Most plays take months to put together. Finding the right actors, designing the set, adding music and lighting takes time. But for several groups of local playwrights and screenwriters this weekend, their ‘‘perfect” play will have to be pieced together in just 72 hours.

‘‘We’ll have to see how this all works out. I think really good things will come out of it,” said fest cofounder Clark Kline.

The idea is a spinoff of the 72 Film Fest Challenge that Kline and friends dreamed up two years ago. That event, pitting regional filmmakers against each other as they race to create short films, has grown in popularity in a short amount of time.

‘‘When we did the film fest, we knew we wanted to do different challenges, too. We thought the play fest was similar and the easiest transition,” said Kline.

The event officially kicked off with Tuesday’s launch party, where seven student teams and three amateur⁄professional teams received themes for their burgeoning productions following a night of improvisational skits that was open to the public.

Hoping to get everyone in a theatric mood, Kline said organizers wanted to include the audience as much as possible.

Now, each team is busy creating just the right scene. The competition culminates with each team’s 10-minute performance on Saturday, presided over by local judges.

‘‘I’ve been brainstorming and doing creative things to get my mind running,” said participant Caitlyn Joy. A student at Towson University, Joy signed up with four others as part of a team named Quiche.

‘‘It will be fun.

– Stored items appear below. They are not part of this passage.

use crate::error::TimeError;

/// Conventional wall-clock time of day.
///
/// A plain projection of the host clock's local time. Fields are public for
/// read access; [`StandardTime::new`] is the validating constructor.
#[derive(Debug, Copy, Clone, Default, PartialEq, Eq, Hash)]
pub struct StandardTime {
    /// 0–23
    pub hours: u32,
    /// 0–59
    pub minutes: u32,
    /// 0–59
    pub seconds: u32,
    /// 0–999
    pub milliseconds: u32,
}

impl StandardTime {
    pub const MIDNIGHT: StandardTime = StandardTime { hours: 0, minutes: 0, seconds: 0, milliseconds: 0 };

    /// Builds a time of day, rejecting out-of-range fields.
    pub fn new(hours: u32, minutes: u32, seconds: u32, milliseconds: u32) -> Result<Self, TimeError> {
        if hours > 23 {
            return Err(TimeError::out_of_range("hours", hours, 23));
        }
        if minutes > 59 {
            return Err(TimeError::out_of_range("minutes", minutes, 59));
        }
        if seconds > 59 {
            return Err(TimeError::out_of_range("seconds", seconds, 59));
        }
        if milliseconds > 999 {
            return Err(TimeError::out_of_range("milliseconds", milliseconds, 999));
        }
        Ok(Self { hours, minutes, seconds, milliseconds })
    }

    /// Seconds elapsed since local midnight, in `[0, 86400)`.
    #[inline]
    pub fn seconds_of_day(self) -> f64 {
        f64::from(self.hours) * 3600.0
            + f64::from(self.minutes) * 60.0
            + f64::from(self.seconds)
            + f64::from(self.milliseconds) / 1000.0
    }

    /// Milliseconds elapsed since local midnight.
    #[inline]
    pub fn millis_of_day(self) -> u32 {
        ((self.hours * 60 + self.minutes) * 60 + self.seconds) * 1000 + self.milliseconds
    }
}

/// French Revolutionary decimal time of day.
///
/// Invariants:
/// - `hours * 10000 + minutes * 100 + seconds == total_decimal_seconds`
///   (within floating-point tolerance)
/// - `percent_of_day == total_decimal_seconds / 1000`
///
/// `seconds` keeps its fractional part. Display code decides how to truncate.
#[derive(Debug, Copy, Clone, Default, PartialEq)]
pub struct DecimalTime {
    /// 0–9
    pub hours: u32,
    /// 0–99
    pub minutes: u32,
    /// `[0, 100)`
    pub seconds: f64,
    /// `[0, 100000)`
    pub total_decimal_seconds: f64,
    /// `[0, 100)`
    pub percent_of_day: f64,
}

impl DecimalTime {
    /// Whole decimal seconds, as shown on a digital readout.
    #[inline]
    pub fn whole_seconds(self) -> u32 {
        self.seconds.floor() as u32
    }
}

This is the stuff we love to do,” said the acting major and aspiring writer.

Three finalists will move on to Sunday night performances where a winner will be crowned. Additional honors will include best acting, best writing and best overall.

‘‘I think some people are scared and hesitant because it’s something new for the area, but I think it will be fun for everyone,” Kline said.

Strict criteria make the fest even more challenging. Each group is given limited time to set up their show and break it down, meaning participants will be racing to get to the stage.

Joy said she is up for the challenge.

‘‘I think it’s a great idea because it pushes people to work harder than they normally do,” she said.

Kline is hoping that the play fest will grow to be as popular as its cinematic sibling, which has expanded to two days of film.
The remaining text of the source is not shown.